Raw data>
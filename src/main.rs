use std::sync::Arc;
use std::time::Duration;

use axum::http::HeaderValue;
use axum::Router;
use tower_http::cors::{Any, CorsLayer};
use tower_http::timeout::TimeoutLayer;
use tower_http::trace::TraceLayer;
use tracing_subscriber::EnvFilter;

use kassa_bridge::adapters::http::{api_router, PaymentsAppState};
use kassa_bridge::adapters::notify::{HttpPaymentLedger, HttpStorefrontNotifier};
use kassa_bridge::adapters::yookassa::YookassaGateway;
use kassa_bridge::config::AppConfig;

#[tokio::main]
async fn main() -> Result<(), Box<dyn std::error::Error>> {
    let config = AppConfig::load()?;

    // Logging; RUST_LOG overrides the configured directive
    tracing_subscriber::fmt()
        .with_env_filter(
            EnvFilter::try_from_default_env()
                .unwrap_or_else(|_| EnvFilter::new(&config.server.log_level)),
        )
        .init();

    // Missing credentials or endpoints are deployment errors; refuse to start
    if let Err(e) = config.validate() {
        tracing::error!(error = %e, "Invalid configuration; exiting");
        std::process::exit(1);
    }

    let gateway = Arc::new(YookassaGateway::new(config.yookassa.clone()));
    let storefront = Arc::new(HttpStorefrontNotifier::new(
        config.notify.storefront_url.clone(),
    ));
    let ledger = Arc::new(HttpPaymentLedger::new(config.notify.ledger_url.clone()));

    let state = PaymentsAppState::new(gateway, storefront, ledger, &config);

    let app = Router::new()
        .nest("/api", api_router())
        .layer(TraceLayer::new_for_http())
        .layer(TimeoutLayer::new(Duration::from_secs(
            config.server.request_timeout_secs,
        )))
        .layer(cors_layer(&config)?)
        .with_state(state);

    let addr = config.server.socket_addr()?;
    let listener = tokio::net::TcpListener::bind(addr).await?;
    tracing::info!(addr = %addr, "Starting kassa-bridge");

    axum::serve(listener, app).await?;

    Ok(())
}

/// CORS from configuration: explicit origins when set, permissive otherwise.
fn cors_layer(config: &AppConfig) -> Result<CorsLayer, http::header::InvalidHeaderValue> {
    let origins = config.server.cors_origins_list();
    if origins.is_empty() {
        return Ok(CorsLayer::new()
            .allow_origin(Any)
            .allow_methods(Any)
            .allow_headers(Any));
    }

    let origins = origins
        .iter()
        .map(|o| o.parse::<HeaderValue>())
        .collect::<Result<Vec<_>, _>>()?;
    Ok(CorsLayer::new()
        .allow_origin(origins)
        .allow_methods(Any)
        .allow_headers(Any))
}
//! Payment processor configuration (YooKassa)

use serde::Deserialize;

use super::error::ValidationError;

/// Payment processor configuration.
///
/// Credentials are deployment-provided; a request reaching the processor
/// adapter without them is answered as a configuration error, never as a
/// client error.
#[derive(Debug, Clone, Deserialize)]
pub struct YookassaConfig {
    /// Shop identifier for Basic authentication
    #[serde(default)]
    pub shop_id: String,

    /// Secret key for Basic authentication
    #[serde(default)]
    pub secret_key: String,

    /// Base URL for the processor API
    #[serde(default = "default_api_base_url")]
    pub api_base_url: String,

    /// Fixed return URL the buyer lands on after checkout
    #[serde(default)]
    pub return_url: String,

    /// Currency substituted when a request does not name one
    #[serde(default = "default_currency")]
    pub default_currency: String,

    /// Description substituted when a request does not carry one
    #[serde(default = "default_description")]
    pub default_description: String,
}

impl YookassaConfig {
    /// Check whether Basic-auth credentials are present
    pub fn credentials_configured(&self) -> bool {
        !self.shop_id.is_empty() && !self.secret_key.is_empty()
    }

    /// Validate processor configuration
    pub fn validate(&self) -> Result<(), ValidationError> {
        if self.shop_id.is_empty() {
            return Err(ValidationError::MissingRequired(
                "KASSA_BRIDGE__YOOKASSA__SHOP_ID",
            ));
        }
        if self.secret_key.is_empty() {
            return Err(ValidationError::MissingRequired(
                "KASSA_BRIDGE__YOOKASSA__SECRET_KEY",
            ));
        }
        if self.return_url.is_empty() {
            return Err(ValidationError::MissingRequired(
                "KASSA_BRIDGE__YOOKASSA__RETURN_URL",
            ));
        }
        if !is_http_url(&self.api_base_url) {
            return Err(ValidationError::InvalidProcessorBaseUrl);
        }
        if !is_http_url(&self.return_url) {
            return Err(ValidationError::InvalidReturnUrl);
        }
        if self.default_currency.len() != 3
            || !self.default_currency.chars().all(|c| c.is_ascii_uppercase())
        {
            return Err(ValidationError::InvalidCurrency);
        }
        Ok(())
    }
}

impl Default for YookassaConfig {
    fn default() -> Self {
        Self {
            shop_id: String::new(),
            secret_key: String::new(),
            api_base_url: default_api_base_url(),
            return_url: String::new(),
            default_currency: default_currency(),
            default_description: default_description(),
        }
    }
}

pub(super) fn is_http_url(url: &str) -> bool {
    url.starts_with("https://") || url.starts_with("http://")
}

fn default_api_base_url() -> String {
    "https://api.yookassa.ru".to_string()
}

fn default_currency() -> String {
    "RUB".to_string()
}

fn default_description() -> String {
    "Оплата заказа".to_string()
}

---

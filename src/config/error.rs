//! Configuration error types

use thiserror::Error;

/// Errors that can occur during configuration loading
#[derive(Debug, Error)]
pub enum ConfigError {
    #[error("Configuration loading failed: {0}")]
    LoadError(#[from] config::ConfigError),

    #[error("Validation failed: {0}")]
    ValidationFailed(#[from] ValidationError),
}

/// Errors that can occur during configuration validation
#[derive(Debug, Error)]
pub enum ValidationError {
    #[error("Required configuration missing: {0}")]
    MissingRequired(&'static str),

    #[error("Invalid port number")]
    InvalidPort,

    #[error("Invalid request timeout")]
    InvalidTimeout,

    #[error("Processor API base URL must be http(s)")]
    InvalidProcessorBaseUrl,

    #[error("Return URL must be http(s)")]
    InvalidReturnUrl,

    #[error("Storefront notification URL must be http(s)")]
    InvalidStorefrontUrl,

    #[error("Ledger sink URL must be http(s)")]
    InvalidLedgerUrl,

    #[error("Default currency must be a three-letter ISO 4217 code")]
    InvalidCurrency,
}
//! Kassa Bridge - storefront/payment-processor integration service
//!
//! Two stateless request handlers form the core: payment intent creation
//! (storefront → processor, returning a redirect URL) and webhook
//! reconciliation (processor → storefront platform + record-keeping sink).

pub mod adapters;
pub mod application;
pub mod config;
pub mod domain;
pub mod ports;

Your goal> Isolate the lines above that contain the word "does" and copy them.

Reply to the task>
    /// Currency substituted when a request does not name one
    /// Description substituted when a request does not carry one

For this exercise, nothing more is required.